TASK ITEM: Take the entries below and print only the lines from the one with "filename crates/gp2040ce-bintools/src/source.rs" through the one with "or config from.", exactly as they stand, both ends included.
SUPPLIED MATERIAL Block Start
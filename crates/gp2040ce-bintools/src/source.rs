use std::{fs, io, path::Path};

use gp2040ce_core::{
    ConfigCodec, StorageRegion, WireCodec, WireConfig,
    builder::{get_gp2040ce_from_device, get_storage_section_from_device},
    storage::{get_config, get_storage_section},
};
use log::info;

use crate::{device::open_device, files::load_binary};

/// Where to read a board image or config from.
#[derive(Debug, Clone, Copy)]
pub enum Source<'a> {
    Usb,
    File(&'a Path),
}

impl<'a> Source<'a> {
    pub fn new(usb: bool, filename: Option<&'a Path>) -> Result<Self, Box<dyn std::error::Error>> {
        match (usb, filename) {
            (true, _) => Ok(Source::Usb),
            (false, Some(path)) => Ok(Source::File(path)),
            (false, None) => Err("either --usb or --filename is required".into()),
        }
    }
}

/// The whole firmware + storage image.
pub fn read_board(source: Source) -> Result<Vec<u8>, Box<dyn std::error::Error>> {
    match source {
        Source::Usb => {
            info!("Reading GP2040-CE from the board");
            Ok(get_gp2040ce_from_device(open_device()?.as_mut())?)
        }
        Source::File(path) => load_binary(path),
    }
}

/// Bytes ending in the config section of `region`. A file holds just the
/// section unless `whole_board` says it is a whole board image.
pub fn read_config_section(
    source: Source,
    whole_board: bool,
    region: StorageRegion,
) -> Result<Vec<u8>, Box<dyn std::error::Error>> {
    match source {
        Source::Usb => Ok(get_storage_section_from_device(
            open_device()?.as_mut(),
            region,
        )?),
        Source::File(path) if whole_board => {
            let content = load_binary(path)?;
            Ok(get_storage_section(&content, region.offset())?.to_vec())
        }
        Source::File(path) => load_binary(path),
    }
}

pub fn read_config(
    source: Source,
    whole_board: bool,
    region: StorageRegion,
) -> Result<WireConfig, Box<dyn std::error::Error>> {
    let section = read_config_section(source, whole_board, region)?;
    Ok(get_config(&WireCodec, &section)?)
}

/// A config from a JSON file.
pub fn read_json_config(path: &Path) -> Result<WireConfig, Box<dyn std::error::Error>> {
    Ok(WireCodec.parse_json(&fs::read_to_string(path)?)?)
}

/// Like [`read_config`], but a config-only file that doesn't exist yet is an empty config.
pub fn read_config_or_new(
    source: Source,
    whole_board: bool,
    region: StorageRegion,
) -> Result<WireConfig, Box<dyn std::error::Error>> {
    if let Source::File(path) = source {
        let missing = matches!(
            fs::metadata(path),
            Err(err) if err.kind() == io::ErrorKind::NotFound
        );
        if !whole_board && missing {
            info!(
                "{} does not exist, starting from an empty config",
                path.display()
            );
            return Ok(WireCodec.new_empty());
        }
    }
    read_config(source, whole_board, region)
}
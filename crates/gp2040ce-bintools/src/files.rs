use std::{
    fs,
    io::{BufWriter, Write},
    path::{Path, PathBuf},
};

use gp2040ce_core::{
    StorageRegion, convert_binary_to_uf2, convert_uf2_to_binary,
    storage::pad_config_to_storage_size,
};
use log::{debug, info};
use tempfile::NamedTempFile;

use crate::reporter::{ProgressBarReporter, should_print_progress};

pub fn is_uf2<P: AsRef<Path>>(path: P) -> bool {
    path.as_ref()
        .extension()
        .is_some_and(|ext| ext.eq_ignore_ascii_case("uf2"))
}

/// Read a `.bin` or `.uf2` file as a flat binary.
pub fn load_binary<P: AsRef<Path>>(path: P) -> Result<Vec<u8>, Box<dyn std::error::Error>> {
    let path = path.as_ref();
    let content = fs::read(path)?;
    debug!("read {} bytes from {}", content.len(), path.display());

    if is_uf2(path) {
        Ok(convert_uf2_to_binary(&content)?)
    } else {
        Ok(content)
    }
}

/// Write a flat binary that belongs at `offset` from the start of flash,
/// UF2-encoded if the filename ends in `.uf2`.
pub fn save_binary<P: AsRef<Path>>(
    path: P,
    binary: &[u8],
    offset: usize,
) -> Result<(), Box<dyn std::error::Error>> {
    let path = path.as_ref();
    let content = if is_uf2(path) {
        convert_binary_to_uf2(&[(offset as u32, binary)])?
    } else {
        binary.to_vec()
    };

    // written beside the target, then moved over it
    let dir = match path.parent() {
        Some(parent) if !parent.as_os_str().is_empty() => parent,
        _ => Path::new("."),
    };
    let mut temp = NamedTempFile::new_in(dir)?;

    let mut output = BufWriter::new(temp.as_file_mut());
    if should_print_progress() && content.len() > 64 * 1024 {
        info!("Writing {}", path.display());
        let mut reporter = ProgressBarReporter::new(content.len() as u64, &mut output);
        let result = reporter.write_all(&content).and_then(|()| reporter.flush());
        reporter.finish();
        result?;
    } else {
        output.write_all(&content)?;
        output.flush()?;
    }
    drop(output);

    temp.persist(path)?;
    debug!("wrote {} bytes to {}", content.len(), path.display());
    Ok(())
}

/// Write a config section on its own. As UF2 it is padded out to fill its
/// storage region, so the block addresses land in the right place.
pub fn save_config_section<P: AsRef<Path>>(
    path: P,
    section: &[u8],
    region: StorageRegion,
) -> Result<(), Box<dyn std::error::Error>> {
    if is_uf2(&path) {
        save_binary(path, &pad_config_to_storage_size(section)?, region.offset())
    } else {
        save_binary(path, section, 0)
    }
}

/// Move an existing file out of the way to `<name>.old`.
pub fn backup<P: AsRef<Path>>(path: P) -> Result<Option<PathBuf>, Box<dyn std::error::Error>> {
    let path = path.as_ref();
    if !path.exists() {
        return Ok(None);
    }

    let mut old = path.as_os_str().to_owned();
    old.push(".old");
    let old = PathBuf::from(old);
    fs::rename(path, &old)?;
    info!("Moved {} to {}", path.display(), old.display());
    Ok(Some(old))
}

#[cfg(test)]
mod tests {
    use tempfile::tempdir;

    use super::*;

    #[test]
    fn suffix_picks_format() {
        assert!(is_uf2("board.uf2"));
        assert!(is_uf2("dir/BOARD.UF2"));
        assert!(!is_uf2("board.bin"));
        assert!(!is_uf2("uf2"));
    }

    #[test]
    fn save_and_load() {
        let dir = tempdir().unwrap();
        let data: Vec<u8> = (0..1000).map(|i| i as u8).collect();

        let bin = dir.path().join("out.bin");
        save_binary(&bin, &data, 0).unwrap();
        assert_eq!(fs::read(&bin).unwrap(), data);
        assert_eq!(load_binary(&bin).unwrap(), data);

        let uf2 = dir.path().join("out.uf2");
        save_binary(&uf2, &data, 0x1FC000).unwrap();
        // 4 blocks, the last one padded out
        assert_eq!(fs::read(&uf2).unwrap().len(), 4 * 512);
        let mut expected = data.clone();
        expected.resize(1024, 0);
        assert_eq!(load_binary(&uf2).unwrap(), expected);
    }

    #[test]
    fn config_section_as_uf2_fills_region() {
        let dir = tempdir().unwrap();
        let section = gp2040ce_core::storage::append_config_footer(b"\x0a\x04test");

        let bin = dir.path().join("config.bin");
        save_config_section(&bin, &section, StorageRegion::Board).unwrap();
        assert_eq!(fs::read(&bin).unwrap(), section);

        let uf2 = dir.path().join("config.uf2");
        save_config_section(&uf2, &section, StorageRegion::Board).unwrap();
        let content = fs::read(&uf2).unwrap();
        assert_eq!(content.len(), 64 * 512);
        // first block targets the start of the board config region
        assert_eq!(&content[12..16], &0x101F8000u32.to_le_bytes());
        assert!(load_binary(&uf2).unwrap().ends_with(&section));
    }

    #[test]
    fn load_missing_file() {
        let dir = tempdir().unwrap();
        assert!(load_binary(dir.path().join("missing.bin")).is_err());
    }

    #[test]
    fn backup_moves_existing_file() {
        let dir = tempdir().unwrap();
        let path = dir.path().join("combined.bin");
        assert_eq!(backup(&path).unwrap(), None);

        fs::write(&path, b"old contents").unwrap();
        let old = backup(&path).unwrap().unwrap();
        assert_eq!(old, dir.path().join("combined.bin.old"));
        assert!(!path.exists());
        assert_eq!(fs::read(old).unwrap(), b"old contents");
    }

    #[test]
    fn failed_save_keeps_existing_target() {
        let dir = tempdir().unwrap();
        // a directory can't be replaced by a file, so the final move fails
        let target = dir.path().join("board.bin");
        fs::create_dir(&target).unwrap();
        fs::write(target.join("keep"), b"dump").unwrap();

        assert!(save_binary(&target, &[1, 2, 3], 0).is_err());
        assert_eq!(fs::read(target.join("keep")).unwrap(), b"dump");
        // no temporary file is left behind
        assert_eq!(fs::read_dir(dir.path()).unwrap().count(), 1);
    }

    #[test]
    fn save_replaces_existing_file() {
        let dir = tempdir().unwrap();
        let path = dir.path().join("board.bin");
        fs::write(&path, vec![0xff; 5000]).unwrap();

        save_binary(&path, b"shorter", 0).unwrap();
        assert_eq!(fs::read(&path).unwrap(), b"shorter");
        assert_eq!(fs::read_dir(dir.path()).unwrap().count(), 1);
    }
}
SUPPLIED MATERIAL Block End
SUPPLIED MATERIAL Block Start
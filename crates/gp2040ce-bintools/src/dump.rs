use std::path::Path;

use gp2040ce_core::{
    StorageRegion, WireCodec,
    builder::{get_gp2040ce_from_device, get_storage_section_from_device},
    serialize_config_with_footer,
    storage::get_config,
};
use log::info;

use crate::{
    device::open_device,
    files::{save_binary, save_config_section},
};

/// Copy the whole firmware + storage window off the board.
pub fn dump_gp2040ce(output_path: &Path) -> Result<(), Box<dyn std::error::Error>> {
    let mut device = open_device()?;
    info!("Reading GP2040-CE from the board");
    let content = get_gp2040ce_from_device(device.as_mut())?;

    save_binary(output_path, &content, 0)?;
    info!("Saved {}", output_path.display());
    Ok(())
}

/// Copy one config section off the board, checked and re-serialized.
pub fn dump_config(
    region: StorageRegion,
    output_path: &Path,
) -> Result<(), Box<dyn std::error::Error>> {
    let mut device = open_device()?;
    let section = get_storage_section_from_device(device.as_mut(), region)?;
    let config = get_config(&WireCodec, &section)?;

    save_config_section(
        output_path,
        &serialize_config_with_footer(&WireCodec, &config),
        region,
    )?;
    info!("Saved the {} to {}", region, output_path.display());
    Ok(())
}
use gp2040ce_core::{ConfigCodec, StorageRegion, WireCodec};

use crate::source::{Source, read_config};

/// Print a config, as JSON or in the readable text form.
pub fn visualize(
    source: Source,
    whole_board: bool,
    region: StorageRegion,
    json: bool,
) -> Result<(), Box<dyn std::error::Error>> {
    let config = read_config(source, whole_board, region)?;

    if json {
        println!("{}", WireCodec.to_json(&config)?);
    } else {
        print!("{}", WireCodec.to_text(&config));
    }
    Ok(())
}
SUPPLIED MATERIAL Block End
SUPPLIED MATERIAL Block Start
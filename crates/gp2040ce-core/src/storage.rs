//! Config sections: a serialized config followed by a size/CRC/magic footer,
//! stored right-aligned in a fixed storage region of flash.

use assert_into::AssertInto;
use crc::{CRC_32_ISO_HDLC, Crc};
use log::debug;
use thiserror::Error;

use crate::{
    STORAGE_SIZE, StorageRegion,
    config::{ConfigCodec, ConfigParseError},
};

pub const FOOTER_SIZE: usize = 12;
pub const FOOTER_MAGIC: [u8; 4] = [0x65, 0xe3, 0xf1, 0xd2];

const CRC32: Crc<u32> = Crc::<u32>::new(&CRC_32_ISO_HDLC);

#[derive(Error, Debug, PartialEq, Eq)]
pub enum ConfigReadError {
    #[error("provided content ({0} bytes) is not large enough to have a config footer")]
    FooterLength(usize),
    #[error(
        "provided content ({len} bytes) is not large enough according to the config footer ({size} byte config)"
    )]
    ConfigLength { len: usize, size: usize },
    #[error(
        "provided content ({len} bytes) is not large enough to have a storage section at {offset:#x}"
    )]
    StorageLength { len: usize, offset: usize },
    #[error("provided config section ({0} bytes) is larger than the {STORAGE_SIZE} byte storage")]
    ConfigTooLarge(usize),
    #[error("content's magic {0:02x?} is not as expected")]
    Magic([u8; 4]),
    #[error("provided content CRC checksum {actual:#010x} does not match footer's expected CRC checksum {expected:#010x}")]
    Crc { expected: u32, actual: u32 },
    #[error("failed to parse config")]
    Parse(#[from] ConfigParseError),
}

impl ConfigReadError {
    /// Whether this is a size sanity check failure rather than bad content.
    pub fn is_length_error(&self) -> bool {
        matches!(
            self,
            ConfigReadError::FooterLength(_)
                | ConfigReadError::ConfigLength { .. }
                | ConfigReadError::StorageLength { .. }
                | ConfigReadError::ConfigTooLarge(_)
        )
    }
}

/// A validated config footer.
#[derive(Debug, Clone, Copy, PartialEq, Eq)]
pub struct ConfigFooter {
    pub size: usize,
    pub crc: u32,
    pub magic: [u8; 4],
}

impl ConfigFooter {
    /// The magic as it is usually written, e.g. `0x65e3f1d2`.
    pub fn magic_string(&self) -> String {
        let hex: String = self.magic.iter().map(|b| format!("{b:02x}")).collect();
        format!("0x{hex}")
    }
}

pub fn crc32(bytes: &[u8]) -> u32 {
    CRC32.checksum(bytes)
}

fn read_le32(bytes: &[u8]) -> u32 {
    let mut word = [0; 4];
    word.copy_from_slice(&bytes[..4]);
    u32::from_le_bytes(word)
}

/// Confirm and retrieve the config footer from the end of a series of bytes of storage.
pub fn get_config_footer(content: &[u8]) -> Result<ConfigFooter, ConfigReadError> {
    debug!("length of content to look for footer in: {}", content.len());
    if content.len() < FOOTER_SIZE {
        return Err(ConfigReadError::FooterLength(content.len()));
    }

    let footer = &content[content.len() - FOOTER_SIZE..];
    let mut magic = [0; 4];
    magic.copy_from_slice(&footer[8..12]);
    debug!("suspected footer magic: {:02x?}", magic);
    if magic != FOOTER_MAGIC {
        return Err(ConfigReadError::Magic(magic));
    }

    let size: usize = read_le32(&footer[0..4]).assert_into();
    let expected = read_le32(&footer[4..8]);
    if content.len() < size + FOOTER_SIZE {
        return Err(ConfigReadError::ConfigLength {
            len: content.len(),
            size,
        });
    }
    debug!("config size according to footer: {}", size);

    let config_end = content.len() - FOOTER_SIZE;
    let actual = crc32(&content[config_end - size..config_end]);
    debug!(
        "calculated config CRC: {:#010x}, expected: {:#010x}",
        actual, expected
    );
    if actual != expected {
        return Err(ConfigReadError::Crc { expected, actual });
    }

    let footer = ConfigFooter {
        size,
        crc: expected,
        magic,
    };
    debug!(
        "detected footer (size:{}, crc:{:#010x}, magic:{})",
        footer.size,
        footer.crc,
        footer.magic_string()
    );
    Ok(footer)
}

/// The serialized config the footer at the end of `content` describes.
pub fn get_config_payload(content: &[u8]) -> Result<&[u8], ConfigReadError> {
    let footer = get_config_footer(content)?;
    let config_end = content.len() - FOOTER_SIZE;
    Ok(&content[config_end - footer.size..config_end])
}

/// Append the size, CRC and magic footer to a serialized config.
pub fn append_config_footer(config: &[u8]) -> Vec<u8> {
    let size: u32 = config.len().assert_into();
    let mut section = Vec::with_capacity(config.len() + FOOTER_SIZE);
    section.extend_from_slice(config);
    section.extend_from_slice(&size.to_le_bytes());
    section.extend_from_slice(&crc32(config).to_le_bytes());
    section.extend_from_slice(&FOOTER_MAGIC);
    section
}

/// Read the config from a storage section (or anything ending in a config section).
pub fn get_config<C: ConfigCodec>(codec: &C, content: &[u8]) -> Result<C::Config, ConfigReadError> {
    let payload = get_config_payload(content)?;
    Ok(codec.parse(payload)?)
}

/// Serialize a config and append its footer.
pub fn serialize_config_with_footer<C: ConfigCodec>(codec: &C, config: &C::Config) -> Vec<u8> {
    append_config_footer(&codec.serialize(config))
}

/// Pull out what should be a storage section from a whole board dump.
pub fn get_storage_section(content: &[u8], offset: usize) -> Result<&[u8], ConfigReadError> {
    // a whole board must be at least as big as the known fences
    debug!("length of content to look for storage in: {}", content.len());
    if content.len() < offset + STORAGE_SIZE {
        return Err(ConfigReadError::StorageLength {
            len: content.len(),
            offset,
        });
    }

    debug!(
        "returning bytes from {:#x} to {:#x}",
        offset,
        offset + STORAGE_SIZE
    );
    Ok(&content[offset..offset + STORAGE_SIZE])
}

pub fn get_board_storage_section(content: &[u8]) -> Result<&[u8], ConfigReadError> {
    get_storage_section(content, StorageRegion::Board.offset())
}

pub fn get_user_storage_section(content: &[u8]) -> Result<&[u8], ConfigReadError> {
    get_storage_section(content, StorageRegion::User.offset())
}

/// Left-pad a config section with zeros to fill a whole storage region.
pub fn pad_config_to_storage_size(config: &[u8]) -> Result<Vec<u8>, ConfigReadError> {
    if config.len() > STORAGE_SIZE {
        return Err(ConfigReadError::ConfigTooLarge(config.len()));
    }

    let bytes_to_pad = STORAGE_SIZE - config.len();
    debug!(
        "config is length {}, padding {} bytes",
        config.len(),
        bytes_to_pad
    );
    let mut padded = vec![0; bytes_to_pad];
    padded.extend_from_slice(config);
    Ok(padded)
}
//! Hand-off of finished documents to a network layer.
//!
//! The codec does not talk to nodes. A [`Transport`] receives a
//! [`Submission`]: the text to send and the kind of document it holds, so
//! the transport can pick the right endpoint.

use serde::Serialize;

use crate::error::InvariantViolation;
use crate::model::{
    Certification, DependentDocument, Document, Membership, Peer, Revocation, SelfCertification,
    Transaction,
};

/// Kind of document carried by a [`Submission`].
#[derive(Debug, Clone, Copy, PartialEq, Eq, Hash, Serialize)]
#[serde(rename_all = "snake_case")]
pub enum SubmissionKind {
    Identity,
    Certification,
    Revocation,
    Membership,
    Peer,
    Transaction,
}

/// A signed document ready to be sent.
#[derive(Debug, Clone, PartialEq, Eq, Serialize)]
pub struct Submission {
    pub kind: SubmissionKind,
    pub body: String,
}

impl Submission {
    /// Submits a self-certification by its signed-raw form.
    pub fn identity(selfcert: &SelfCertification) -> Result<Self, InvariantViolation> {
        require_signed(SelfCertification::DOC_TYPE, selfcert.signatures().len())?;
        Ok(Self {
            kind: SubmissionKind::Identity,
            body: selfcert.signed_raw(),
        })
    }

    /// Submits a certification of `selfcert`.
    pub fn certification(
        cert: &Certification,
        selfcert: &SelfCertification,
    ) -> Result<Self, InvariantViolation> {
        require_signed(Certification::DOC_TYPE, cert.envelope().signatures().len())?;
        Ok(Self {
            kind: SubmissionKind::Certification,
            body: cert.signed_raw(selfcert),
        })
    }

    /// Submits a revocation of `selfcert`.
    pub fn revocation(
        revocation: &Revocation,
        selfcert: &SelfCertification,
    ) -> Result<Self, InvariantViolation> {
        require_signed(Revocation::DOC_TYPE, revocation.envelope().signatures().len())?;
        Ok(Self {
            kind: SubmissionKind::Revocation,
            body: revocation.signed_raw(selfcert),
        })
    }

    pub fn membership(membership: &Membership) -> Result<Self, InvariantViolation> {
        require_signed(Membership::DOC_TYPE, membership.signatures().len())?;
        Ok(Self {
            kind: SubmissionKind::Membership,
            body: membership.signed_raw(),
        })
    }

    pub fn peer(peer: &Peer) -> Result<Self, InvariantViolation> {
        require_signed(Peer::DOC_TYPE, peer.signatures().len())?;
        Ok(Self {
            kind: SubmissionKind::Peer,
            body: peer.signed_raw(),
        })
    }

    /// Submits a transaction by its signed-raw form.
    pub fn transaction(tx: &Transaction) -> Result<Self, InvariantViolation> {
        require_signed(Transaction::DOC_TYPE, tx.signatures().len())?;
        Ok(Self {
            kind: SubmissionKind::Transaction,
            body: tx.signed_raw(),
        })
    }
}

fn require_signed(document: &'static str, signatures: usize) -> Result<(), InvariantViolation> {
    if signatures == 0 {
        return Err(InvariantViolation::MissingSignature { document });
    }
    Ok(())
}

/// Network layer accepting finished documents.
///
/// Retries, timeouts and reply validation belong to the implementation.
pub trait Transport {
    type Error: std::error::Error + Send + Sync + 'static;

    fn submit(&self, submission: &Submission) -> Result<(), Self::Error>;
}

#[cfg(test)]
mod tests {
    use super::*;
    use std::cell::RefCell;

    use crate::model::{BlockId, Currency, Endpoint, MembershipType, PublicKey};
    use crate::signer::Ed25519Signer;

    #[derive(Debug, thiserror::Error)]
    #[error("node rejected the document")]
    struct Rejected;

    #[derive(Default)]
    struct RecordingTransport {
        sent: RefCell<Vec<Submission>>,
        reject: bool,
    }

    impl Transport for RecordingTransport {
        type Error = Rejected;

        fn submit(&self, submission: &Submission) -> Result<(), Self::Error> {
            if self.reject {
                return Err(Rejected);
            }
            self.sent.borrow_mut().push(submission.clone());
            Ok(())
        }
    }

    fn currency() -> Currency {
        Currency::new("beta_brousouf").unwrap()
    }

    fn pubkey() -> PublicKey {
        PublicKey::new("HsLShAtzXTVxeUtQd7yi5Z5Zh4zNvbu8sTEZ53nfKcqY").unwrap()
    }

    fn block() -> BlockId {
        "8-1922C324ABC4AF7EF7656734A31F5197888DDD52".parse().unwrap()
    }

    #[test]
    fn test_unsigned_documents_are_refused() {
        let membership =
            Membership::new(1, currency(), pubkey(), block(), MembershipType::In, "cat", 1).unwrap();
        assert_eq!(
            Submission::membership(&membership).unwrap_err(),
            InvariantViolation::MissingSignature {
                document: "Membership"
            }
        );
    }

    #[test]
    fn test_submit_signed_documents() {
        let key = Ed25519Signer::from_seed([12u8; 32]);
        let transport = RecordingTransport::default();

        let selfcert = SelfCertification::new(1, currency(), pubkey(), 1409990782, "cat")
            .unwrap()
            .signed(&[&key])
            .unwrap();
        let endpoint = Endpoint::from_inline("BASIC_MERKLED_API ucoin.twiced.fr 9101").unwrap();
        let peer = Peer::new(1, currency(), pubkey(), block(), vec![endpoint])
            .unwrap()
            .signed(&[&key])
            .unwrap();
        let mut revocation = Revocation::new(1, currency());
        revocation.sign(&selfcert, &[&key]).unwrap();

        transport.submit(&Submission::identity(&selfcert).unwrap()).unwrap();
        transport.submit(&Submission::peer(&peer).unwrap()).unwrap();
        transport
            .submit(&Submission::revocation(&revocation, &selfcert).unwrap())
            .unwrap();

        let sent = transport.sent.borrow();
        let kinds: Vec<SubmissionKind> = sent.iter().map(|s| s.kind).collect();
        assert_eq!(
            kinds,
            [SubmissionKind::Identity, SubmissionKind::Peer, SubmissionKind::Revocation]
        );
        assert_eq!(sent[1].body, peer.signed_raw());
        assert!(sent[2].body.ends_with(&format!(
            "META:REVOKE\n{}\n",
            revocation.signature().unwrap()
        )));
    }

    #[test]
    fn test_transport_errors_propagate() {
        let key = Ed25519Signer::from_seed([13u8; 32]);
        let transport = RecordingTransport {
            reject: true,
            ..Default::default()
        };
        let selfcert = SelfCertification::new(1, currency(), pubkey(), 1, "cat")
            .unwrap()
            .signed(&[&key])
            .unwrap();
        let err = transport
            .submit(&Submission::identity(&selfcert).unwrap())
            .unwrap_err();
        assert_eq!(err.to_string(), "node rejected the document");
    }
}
SUPPLIED MATERIAL Block End
SOLUTION TO THE PROBLEM:
filename crates/gp2040ce-bintools/src/source.rs
use std::{fs, io, path::Path};

use gp2040ce_core::{
    ConfigCodec, StorageRegion, WireCodec, WireConfig,
    builder::{get_gp2040ce_from_device, get_storage_section_from_device},
    storage::{get_config, get_storage_section},
};
use log::info;

use crate::{device::open_device, files::load_binary};

/// Where to read a board image or config from.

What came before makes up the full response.